WORK TASK:
What lines below hold the string "crates"? Copy them all.

☆ ☆ ☆

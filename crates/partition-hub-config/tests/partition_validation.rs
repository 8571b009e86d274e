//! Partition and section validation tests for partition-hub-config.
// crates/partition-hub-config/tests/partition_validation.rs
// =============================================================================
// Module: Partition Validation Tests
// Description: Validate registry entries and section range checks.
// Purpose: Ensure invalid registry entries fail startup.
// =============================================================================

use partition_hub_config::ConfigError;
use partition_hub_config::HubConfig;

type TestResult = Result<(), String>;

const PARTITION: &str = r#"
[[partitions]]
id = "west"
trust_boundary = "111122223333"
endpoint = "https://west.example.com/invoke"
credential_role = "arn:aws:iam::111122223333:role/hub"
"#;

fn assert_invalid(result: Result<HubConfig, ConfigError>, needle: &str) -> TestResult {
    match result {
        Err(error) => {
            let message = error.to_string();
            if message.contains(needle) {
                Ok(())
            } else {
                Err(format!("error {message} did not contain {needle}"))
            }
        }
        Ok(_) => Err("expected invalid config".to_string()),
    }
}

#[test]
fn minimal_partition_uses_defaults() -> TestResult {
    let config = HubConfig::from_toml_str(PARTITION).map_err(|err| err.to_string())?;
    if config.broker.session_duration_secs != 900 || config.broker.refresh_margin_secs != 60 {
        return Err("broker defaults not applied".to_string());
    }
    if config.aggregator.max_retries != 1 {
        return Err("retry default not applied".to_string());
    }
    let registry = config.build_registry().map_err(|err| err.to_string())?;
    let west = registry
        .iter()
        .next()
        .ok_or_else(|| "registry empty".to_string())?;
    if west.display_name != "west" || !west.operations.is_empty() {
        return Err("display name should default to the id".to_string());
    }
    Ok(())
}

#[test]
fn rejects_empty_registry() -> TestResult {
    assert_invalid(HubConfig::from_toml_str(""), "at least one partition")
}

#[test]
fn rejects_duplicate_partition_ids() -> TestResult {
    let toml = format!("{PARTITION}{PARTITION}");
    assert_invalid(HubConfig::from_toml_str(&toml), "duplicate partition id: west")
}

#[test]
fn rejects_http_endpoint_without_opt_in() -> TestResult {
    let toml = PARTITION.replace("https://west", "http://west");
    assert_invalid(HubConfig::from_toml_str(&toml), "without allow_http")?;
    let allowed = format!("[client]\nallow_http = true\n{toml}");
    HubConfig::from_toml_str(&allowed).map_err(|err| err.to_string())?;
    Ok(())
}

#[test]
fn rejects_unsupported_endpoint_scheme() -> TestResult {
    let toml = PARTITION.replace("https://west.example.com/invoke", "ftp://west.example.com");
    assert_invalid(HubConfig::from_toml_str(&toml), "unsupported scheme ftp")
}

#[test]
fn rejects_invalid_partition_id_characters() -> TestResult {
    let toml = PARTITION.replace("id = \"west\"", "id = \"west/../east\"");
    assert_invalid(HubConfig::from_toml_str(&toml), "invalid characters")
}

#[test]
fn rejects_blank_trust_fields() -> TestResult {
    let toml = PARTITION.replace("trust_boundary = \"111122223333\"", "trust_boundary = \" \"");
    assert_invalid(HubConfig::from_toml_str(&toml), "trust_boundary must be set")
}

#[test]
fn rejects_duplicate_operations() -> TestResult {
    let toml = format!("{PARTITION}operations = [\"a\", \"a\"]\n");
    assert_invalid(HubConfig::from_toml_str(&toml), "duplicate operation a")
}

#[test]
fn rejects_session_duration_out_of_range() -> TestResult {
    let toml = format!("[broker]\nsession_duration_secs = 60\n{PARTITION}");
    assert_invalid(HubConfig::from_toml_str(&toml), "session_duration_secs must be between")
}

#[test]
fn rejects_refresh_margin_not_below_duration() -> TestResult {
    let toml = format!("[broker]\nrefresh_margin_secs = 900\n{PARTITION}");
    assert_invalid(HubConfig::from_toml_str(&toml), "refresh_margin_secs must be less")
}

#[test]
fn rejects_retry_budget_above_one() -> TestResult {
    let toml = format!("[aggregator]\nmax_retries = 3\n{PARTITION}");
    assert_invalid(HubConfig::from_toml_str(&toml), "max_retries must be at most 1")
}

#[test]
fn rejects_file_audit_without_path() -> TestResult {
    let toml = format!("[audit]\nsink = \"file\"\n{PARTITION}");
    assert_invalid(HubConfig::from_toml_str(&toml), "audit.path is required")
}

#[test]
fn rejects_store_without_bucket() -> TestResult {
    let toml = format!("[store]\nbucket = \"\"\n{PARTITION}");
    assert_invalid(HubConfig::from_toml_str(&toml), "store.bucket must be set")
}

☆ ☆ ☆

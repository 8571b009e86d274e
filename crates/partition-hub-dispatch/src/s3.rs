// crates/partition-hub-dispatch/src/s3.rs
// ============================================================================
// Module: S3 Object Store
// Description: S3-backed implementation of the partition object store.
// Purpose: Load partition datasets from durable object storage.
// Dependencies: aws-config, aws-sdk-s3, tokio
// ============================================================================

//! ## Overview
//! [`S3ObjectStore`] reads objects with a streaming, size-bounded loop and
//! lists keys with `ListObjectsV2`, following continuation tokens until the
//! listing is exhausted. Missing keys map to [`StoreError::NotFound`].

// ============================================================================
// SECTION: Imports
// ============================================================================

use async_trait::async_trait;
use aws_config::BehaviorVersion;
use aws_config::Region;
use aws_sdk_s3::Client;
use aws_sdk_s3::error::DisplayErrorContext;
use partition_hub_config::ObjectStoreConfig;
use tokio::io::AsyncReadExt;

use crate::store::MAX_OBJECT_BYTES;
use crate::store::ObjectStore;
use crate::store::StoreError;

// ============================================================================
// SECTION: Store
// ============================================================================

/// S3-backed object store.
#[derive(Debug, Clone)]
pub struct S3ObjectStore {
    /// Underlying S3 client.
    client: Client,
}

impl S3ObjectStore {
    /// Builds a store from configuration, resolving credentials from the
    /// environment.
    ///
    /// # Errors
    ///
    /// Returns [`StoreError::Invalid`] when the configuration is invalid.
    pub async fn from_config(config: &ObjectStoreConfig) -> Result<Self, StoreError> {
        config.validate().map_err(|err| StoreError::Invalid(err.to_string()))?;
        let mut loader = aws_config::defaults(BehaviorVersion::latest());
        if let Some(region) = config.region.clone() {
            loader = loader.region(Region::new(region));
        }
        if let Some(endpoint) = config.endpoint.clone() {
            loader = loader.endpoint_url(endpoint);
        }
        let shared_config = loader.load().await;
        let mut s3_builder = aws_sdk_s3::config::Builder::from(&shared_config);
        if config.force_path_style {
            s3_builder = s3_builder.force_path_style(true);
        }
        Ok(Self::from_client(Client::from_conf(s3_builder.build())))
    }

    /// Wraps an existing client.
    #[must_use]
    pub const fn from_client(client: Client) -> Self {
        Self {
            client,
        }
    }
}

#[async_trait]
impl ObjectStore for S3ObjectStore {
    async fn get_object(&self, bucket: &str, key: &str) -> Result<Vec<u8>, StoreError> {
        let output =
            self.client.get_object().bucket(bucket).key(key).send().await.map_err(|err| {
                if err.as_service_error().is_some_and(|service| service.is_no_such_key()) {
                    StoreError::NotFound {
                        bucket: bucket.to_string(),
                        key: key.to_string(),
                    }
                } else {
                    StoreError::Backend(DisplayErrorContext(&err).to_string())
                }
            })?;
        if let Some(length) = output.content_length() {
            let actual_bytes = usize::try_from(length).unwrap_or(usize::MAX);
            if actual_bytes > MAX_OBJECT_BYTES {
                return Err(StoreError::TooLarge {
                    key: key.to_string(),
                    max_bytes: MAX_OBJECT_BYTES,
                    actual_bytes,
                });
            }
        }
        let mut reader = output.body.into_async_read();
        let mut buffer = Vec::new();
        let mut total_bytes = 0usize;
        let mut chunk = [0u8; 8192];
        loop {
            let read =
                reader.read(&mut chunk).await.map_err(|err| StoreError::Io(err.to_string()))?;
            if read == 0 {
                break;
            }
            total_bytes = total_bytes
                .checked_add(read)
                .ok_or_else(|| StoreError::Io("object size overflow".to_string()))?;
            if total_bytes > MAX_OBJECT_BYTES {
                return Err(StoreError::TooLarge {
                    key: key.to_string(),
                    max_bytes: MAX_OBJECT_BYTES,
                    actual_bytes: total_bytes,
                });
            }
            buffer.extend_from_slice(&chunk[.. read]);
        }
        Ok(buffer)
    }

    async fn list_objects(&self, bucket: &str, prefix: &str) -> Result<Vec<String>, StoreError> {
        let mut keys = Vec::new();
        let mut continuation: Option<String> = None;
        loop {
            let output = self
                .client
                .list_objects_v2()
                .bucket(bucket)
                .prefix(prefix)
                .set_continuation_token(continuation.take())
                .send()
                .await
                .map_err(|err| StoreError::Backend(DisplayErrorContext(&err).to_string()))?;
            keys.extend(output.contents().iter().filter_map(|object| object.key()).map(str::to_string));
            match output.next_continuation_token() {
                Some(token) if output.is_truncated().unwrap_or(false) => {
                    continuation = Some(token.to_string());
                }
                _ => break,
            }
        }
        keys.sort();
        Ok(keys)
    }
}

☆ ☆ ☆

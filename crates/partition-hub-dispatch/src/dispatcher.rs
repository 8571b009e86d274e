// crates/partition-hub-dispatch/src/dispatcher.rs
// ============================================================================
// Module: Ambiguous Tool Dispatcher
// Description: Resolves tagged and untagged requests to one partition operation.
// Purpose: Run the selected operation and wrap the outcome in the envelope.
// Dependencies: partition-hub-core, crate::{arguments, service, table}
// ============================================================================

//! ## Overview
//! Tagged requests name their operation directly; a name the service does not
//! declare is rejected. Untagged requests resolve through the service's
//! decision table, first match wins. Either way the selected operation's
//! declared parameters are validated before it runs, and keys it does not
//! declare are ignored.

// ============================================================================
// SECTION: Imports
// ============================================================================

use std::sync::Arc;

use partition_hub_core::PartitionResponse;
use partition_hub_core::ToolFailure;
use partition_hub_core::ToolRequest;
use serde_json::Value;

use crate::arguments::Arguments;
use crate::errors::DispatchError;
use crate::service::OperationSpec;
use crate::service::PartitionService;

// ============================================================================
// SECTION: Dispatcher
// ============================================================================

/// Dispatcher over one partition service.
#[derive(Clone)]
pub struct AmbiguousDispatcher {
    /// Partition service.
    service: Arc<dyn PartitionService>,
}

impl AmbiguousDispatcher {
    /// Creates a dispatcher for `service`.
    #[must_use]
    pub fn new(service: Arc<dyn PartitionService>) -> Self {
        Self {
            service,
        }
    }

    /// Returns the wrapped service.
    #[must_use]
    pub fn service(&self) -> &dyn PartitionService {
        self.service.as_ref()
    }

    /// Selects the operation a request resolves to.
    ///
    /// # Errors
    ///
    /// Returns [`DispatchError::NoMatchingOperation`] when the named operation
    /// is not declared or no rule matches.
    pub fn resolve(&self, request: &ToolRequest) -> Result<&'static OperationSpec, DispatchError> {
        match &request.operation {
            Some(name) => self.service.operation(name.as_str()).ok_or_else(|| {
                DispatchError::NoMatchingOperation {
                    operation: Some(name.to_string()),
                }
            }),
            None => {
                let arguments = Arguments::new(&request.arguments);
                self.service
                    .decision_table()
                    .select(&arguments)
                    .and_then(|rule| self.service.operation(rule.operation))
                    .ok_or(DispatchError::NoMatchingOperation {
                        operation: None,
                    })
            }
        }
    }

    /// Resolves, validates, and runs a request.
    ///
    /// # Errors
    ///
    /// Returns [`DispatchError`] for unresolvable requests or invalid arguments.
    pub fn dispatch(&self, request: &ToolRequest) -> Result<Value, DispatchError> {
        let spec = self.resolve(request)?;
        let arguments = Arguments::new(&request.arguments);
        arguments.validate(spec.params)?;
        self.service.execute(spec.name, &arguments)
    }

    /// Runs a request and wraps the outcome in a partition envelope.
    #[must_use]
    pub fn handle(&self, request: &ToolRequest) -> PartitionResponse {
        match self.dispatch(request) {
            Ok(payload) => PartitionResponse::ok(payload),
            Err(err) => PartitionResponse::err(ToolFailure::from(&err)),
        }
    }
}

☆ ☆ ☆

PROBLEM SOLUTION:
filename crates/partition-hub-config/tests/partition_validation.rs
// crates/partition-hub-config/tests/partition_validation.rs
filename crates/partition-hub-dispatch/src/s3.rs
// crates/partition-hub-dispatch/src/s3.rs
filename crates/partition-hub-dispatch/src/dispatcher.rs
// crates/partition-hub-dispatch/src/dispatcher.rs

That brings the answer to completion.